The truck driver was in his employment who has done the tortuous act as it appears from the prima facie evidence that has been produced on record. Therefore, respondent No.1 is liable to pay amount of Rs.50,000/- to the claimants. 11. It appears from the order below Exhibit 05 that, issues have already been framed and the parties were directed to expedite the matter. When defence has been taken by the insurance company that there is breach of terms of policy then definitely it will have to prove the same, and therefore, whatever observations are made in respect of the liability of respondent No.2, at this prima facie stage cannot bind the Tribunal to decide the main petition on its own merits and that direction deserves to be given in this case.

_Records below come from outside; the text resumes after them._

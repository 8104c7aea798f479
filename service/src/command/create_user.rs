//! [`Command`] for registering a new [`User`].

use common::{
    operations::{By, Commit, Insert, Select, Transact, Transacted},
    DateTime,
};
use derive_more::{Display, Error, From};
use secrecy::{ExposeSecret as _, SecretBox};
use tracerr::Traced;

#[cfg(doc)]
use crate::domain::user::{Email, Password};
use crate::{
    domain::{user, User},
    infra::{database, Database},
    Service,
};

use super::Command;

/// [`Command`] for registering a new [`User`].
#[derive(Clone, Debug)]
pub struct CreateUser {
    /// Name of a new [`User`].
    pub name: user::Name,

    /// [`Email`] of a new [`User`].
    pub email: user::Email,

    /// [`Password`] of a new [`User`].
    pub password: SecretBox<user::Password>,

    /// Phone of a new [`User`].
    pub phone: Option<user::Phone>,

    /// [`user::Profile`] of a new [`User`], defining its [`user::Role`].
    ///
    /// Subscriptions and unit assignments are never taken from here.
    pub profile: user::Profile,
}

impl<Db, Bill> Command<CreateUser> for Service<Db, Bill>
where
    Db: for<'l> Database<
            Select<By<Option<User>, &'l user::Email>>,
            Ok = Option<User>,
            Err = Traced<database::Error>,
        > + Database<Transact, Err = Traced<database::Error>>,
    Transacted<Db>: Database<Insert<User>, Err = Traced<database::Error>>
        + Database<Commit, Err = Traced<database::Error>>,
{
    type Ok = User;
    type Err = Traced<ExecutionError>;

    async fn execute(&self, cmd: CreateUser) -> Result<Self::Ok, Self::Err> {
        use ExecutionError as E;

        let CreateUser {
            name,
            email,
            password,
            phone,
            profile,
        } = cmd;

        let existing = self
            .database()
            .execute(Select(By::new(&email)))
            .await
            .map_err(tracerr::map_from_and_wrap!(=> E))?;
        if existing.is_some() {
            return Err(tracerr::new!(E::EmailOccupied(email)));
        }

        let profile = match profile {
            user::Profile::Landlord { .. } => {
                user::Profile::Landlord { subscription: None }
            }
            user::Profile::Tenant { .. } => user::Profile::Tenant {
                assigned_unit: None,
            },
            p @ user::Profile::Craftsman { .. } => p,
        };
        let user = User {
            id: user::Id::new(),
            name,
            email,
            password_hash: user::PasswordHash::new(password.expose_secret()),
            phone,
            profile,
            password_reset: None,
            created_at: DateTime::now().coerce(),
        };

        let tx = self
            .database()
            .execute(Transact)
            .await
            .map_err(tracerr::map_from_and_wrap!(=> E))?;
        tx.execute(Insert(user.clone()))
            .await
            .map_err(|e| {
                if e.as_ref().is_unique_violation(Some("users_email_key")) {
                    tracerr::new!(E::EmailOccupied(user.email.clone()))
                } else {
                    tracerr::map_from_and_wrap!(=> E)(e)
                }
            })
            .map(drop)?;
        tx.execute(Commit)
            .await
            .map_err(tracerr::map_from_and_wrap!(=> E))
            .map(drop)?;

        Ok(user)
    }
}

/// Error of [`CreateUser`] [`Command`] execution.
#[derive(Debug, Display, Error, From)]
pub enum ExecutionError {
    /// [`Database`] error.
    #[display("`Database` operation failed: {_0}")]
    #[from]
    Db(database::Error),

    /// [`Email`] is already registered.
    #[display("`{_0}` email is occupied")]
    EmailOccupied(#[error(not(source))] user::Email),
}

#[cfg(test)]
mod spec {
    use secrecy::SecretBox;

    use crate::{
        domain::user::{self, Profile, Rating, Specialization},
        spec::service,
        Command as _,
    };

    use super::{CreateUser, ExecutionError};

    fn registration(email: &str, profile: Profile) -> CreateUser {
        CreateUser {
            name: user::Name::new("Max Mustermann").unwrap(),
            email: user::Email::new(email).unwrap(),
            password: SecretBox::new(Box::new(user::spec::password())),
            phone: None,
            profile,
        }
    }

    #[tokio::test]
    async fn registers_craftsman() {
        let (svc, _) = service();
        let profile = Profile::Craftsman {
            specialization: Specialization::new("Elektrik").unwrap(),
            rating: Rating::new(3.5).unwrap(),
        };

        let user = svc
            .execute(registration("max@example.org", profile))
            .await
            .unwrap();

        assert_eq!(user.role(), user::Role::Craftsman);
        assert!(user.password_hash.verify(&user::spec::password()));
        assert!(svc.database().committed().users.contains_key(&user.id));
    }

    #[tokio::test]
    async fn rejects_occupied_email() {
        let (svc, _) = service();
        let landlord = Profile::Landlord { subscription: None };
        drop(
            svc.execute(registration("max@example.org", landlord.clone()))
                .await
                .unwrap(),
        );

        let err = svc
            .execute(registration("MAX@example.org", landlord))
            .await
            .unwrap_err();

        assert!(matches!(err.as_ref(), ExecutionError::EmailOccupied(_)));
        assert_eq!(svc.database().committed().users.len(), 1);
    }
}
//! [`Unit`]-related [`Database`] implementations.

use common::operations::{By, Insert, Lock, Select, Update};
use tokio_postgres::Row;
use tracerr::Traced;

use crate::{
    domain::{property, tenant, unit, user, Unit},
    infra::{
        database::{
            self,
            postgres::{Connection, Postgres},
        },
        Database,
    },
    read,
};

/// Columns of the `units` table, in the order [`from_row()`] expects.
const COLUMNS: &str = "\
    id, property_id, label, floor, area, rent, status, \
    current_tenant, pending_tenant, lease_start, created_at";

/// Decodes a [`Unit`] from a `units` [`Row`].
fn from_row(row: &Row) -> Unit {
    Unit {
        id: row.get("id"),
        property_id: row.get("property_id"),
        label: row.get("label"),
        floor: row.get("floor"),
        area: row.get("area"),
        rent: row.get("rent"),
        status: row.get("status"),
        current_tenant: row.get("current_tenant"),
        pending_tenant: row.get("pending_tenant"),
        lease_start: row.get("lease_start"),
        created_at: row.get("created_at"),
    }
}

impl<C> Database<Select<By<Option<Unit>, unit::Id>>> for Postgres<C>
where
    C: Connection,
{
    type Ok = Option<Unit>;
    type Err = Traced<database::Error>;

    async fn execute(
        &self,
        Select(by): Select<By<Option<Unit>, unit::Id>>,
    ) -> Result<Self::Ok, Self::Err> {
        let id = by.into_inner();

        let sql = format!("SELECT {COLUMNS} FROM units WHERE id = $1::UUID");
        Ok(self
            .query_opt(sql.as_str(), &[&id])
            .await
            .map_err(tracerr::wrap!())?
            .as_ref()
            .map(from_row))
    }
}

impl<C> Database<Select<By<Option<Unit>, tenant::Id>>> for Postgres<C>
where
    C: Connection,
{
    type Ok = Option<Unit>;
    type Err = Traced<database::Error>;

    async fn execute(
        &self,
        Select(by): Select<By<Option<Unit>, tenant::Id>>,
    ) -> Result<Self::Ok, Self::Err> {
        let tenant_id = by.into_inner();

        let sql = format!(
            "SELECT {COLUMNS} \
             FROM units \
             WHERE pending_tenant = $1::UUID \
             LIMIT 1",
        );
        Ok(self
            .query_opt(sql.as_str(), &[&tenant_id])
            .await
            .map_err(tracerr::wrap!())?
            .as_ref()
            .map(from_row))
    }
}

impl<C> Database<Select<By<Vec<Unit>, property::Id>>> for Postgres<C>
where
    C: Connection,
{
    type Ok = Vec<Unit>;
    type Err = Traced<database::Error>;

    async fn execute(
        &self,
        Select(by): Select<By<Vec<Unit>, property::Id>>,
    ) -> Result<Self::Ok, Self::Err> {
        let property_id = by.into_inner();

        let sql = format!(
            "SELECT {COLUMNS} \
             FROM units \
             WHERE property_id = $1::UUID \
             ORDER BY label ASC",
        );
        Ok(self
            .query(sql.as_str(), &[&property_id])
            .await
            .map_err(tracerr::wrap!())?
            .iter()
            .map(from_row)
            .collect())
    }
}

impl<C> Database<Insert<Unit>> for Postgres<C>
where
    C: Connection,
    Self: Database<Update<Unit>, Ok = (), Err = Traced<database::Error>>,
{
    type Ok = ();
    type Err = Traced<database::Error>;

    async fn execute(
        &self,
        Insert(unit): Insert<Unit>,
    ) -> Result<Self::Ok, Self::Err> {
        self.execute(Update(unit)).await.map_err(tracerr::wrap!())
    }
}

impl<C> Database<Update<Unit>> for Postgres<C>
where
    C: Connection,
{
    type Ok = ();
    type Err = Traced<database::Error>;

    async fn execute(
        &self,
        Update(unit): Update<Unit>,
    ) -> Result<Self::Ok, Self::Err> {
        let Unit {
            id,
            property_id,
            label,
            floor,
            area,
            rent,
            status,
            current_tenant,
            pending_tenant,
            lease_start,
            created_at,
        } = unit;

        const SQL: &str = "\
            INSERT INTO units (\
                id, property_id, label, floor, area, rent, status, \
                current_tenant, pending_tenant, lease_start, created_at\
            ) \
            VALUES (\
                $1::UUID, $2::UUID, $3::VARCHAR, $4::INT2, $5::NUMERIC, \
                $6::VARCHAR, $7::INT2, \
                $8::UUID, $9::UUID, $10::TIMESTAMPTZ, $11::TIMESTAMPTZ\
            ) \
            ON CONFLICT (id) DO UPDATE \
            SET label = EXCLUDED.label, \
                floor = EXCLUDED.floor, \
                area = EXCLUDED.area, \
                rent = EXCLUDED.rent, \
                status = EXCLUDED.status, \
                current_tenant = EXCLUDED.current_tenant, \
                pending_tenant = EXCLUDED.pending_tenant, \
                lease_start = EXCLUDED.lease_start";
        self.exec(
            SQL,
            &[
                &id,
                &property_id,
                &label,
                &floor,
                &area,
                &rent,
                &status,
                &current_tenant,
                &pending_tenant,
                &lease_start,
                &created_at,
            ],
        )
        .await
        .map_err(tracerr::wrap!())
        .map(drop)
    }
}

impl<C> Database<Lock<By<Unit, unit::Id>>> for Postgres<C>
where
    C: Connection,
{
    type Ok = ();
    type Err = Traced<database::Error>;

    async fn execute(
        &self,
        Lock(by): Lock<By<Unit, unit::Id>>,
    ) -> Result<Self::Ok, Self::Err> {
        let id = by.into_inner();

        const SQL: &str = "\
            INSERT INTO units_lock \
            VALUES ($1::UUID) \
            ON CONFLICT (id) DO UPDATE SET id = EXCLUDED.id";
        self.exec(SQL, &[&id])
            .await
            .map_err(tracerr::wrap!())
            .map(drop)
    }
}

impl<C> Database<Select<By<read::unit::OwnedCount, user::Id>>> for Postgres<C>
where
    C: Connection,
{
    type Ok = read::unit::OwnedCount;
    type Err = Traced<database::Error>;

    async fn execute(
        &self,
        Select(by): Select<By<read::unit::OwnedCount, user::Id>>,
    ) -> Result<Self::Ok, Self::Err> {
        let owner_id = by.into_inner();

        const SQL: &str = "\
            SELECT COUNT(*) AS count \
            FROM units AS u \
            INNER JOIN properties AS p ON p.id = u.property_id \
            WHERE p.owner_id = $1::UUID";
        let rows = self
            .query(SQL, &[&owner_id])
            .await
            .map_err(tracerr::wrap!())?;
        Ok(rows.first().map(super::count).unwrap_or_default().into())
    }
}
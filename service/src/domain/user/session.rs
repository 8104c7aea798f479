//! [`Session`] definitions.

#[cfg(doc)]
use common::DateTime;
use common::{unit::Expiration, DateTimeOf};
use derive_more::{AsRef, Display, FromStr};
use serde::{Deserialize, Serialize};

#[cfg(doc)]
use crate::domain::User;
use crate::domain::user;

/// User session.
#[derive(Clone, Copy, Debug, Deserialize, Serialize)]
pub struct Session {
    /// ID of the [`User`] this [`Session`] belongs to.
    #[serde(rename = "sub")]
    pub user_id: user::Id,

    /// [`DateTime`] when this [`Session`] expires.
    #[serde(rename = "exp", with = "common::datetime::serde::unix_timestamp")]
    pub expires_at: ExpirationDateTime,
}

/// Identity of an authorized [`Session`].
///
/// The [`user::Role`] is always read from the stored [`User`], so a changed
/// role applies to already issued [`Session`]s.
#[derive(Clone, Copy, Debug)]
pub struct Identity {
    /// ID of the authorized [`User`].
    pub user_id: user::Id,

    /// Current [`user::Role`] of the authorized [`User`].
    pub role: user::Role,

    /// [`DateTime`] when the [`Session`] expires.
    pub expires_at: ExpirationDateTime,
}

/// Access token of a [`Session`].
#[derive(AsRef, Clone, Debug, Display, FromStr)]
pub struct Token(String);

impl Token {
    /// Creates a new [`Token`] without checking its contents.
    ///
    /// # Safety
    ///
    /// The provided `token` must be a valid [`Token`] representation.
    #[expect(unsafe_code, reason = "bypass")]
    #[must_use]
    pub const unsafe fn new_unchecked(token: String) -> Self {
        Self(token)
    }
}

/// [`DateTime`] of a [`Session`] expiration.
pub type ExpirationDateTime = DateTimeOf<(Session, Expiration)>;
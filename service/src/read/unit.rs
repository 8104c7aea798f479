//! [`Unit`]-related read definitions.

use derive_more::{Deref, Display, From, Into};

#[cfg(doc)]
use crate::domain::{Unit, User};

/// Indicator whether a [`Unit`] is occupied.
#[derive(Clone, Copy, Debug, Deref, Eq, Hash, PartialEq)]
pub struct IsOccupied(pub bool);

impl PartialEq<bool> for IsOccupied {
    fn eq(&self, other: &bool) -> bool {
        self.0 == *other
    }
}

/// Number of [`Unit`]s in all the properties of a landlord [`User`].
#[derive(
    Clone, Copy, Debug, Default, Display, Eq, From, Hash, Into, PartialEq,
)]
pub struct OwnedCount(u32);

Hence, following order ; ORDER 1) Appeal is hereby partly allowed. 2) The order passed below Exhibit 05 in Motor Accident Claim Petition No.126 of 2018, 127 of 2018 and 128 of 2018, by learned Member Motor Accident Claims Tribunal, Dhule, dated 13-11-2018 is hereby set aside to the extent of dismissing the said application as against respondent No.1. 3) Those applications stand allowed against respondent No.1. 4) Respondent No.1 is directed to pay amount of Rs.50,000/- in each matter, on or before 03-11-2019. In case of failure on his part to pay the said amount, on or before the said date, the amount shall carry interest @ of 7.5 % per annum from the date of the applications till actual realization of entire amount. 5) After the amount is deposited, the same be distributed to respective applicants. 6) It is clarified that, the observations regarding exoneration of respondent No.2 from payment of liability to pay compensation are made prima facie and the liability of respondent No.2 is subject to the evidence that may be adduced in the petition.